++++ Material shown

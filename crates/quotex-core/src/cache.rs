//! Time-limited cache for the verse corpus
//!
//! The cache is an ordinary value owned by whoever needs it (the quote
//! display loop, the CLI). Freshness is measured with an injected `Clock` so
//! expiry can be tested without sleeping.

use std::sync::{Arc, Mutex};
use std::time::{Duration, Instant};

use tracing::debug;

use crate::corpus::Corpus;

/// Source of monotonic time
pub trait Clock: Send + Sync {
    fn now(&self) -> Instant;
}

/// Wall clock
#[derive(Debug, Clone, Copy, Default)]
pub struct SystemClock;

impl Clock for SystemClock {
    fn now(&self) -> Instant {
        Instant::now()
    }
}

/// Clock that only moves when told to
#[derive(Debug)]
pub struct ManualClock {
    now: Mutex<Instant>,
}

impl ManualClock {
    pub fn new() -> Self {
        Self {
            now: Mutex::new(Instant::now()),
        }
    }

    pub fn advance(&self, by: Duration) {
        let mut now = self.now.lock().unwrap_or_else(|e| e.into_inner());
        *now += by;
    }
}

impl Default for ManualClock {
    fn default() -> Self {
        Self::new()
    }
}

impl Clock for ManualClock {
    fn now(&self) -> Instant {
        *self.now.lock().unwrap_or_else(|e| e.into_inner())
    }
}

impl<C: Clock + ?Sized> Clock for Arc<C> {
    fn now(&self) -> Instant {
        (**self).now()
    }
}

/// Corpus cache with a time-to-live
pub struct ChapterCache<C: Clock = SystemClock> {
    clock: C,
    ttl: Duration,
    entry: Option<(Instant, Arc<Corpus>)>,
}

impl ChapterCache<SystemClock> {
    pub fn new(ttl: Duration) -> Self {
        Self::with_clock(SystemClock, ttl)
    }
}

impl<C: Clock> ChapterCache<C> {
    pub fn with_clock(clock: C, ttl: Duration) -> Self {
        Self {
            clock,
            ttl,
            entry: None,
        }
    }

    pub fn ttl(&self) -> Duration {
        self.ttl
    }

    /// Cached corpus, if present and younger than the TTL
    pub fn get(&self) -> Option<Arc<Corpus>> {
        let (loaded_at, corpus) = self.entry.as_ref()?;
        let age = self.clock.now().saturating_duration_since(*loaded_at);
        (age < self.ttl).then(|| Arc::clone(corpus))
    }

    /// Cached corpus, or a fresh one from `load`
    ///
    /// A failed load leaves the cache empty.
    pub fn get_or_load<E>(
        &mut self,
        load: impl FnOnce() -> Result<Corpus, E>,
    ) -> Result<Arc<Corpus>, E> {
        if let Some(corpus) = self.get() {
            return Ok(corpus);
        }

        self.entry = None;
        let corpus = Arc::new(load()?);
        debug!("Chapter cache refilled (ttl {:?})", self.ttl);
        self.entry = Some((self.clock.now(), Arc::clone(&corpus)));
        Ok(corpus)
    }

    /// Drop the cached corpus
    pub fn invalidate(&mut self) {
        self.entry = None;
    }
}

++++++++

▸ Description of the task:
Produce only the lines from the line containing "#[derive(Debug)]" through the line containing "the cache empty.", inclusive of both, exactly as they stand in the entries above.

▸ Result of the task:
#[derive(Debug)]
pub struct ManualClock {
    now: Mutex<Instant>,
}

impl ManualClock {
    pub fn new() -> Self {
        Self {
            now: Mutex::new(Instant::now()),
        }
    }

    pub fn advance(&self, by: Duration) {
        let mut now = self.now.lock().unwrap_or_else(|e| e.into_inner());
        *now += by;
    }
}

impl Default for ManualClock {
    fn default() -> Self {
        Self::new()
    }
}

impl Clock for ManualClock {
    fn now(&self) -> Instant {
        *self.now.lock().unwrap_or_else(|e| e.into_inner())
    }
}

impl<C: Clock + ?Sized> Clock for Arc<C> {
    fn now(&self) -> Instant {
        (**self).now()
    }
}

/// Corpus cache with a time-to-live
pub struct ChapterCache<C: Clock = SystemClock> {
    clock: C,
    ttl: Duration,
    entry: Option<(Instant, Arc<Corpus>)>,
}

impl ChapterCache<SystemClock> {
    pub fn new(ttl: Duration) -> Self {
        Self::with_clock(SystemClock, ttl)
    }
}

impl<C: Clock> ChapterCache<C> {
    pub fn with_clock(clock: C, ttl: Duration) -> Self {
        Self {
            clock,
            ttl,
            entry: None,
        }
    }

    pub fn ttl(&self) -> Duration {
        self.ttl
    }

    /// Cached corpus, if present and younger than the TTL
    pub fn get(&self) -> Option<Arc<Corpus>> {
        let (loaded_at, corpus) = self.entry.as_ref()?;
        let age = self.clock.now().saturating_duration_since(*loaded_at);
        (age < self.ttl).then(|| Arc::clone(corpus))
    }

    /// Cached corpus, or a fresh one from `load`
    ///
    /// A failed load leaves the cache empty.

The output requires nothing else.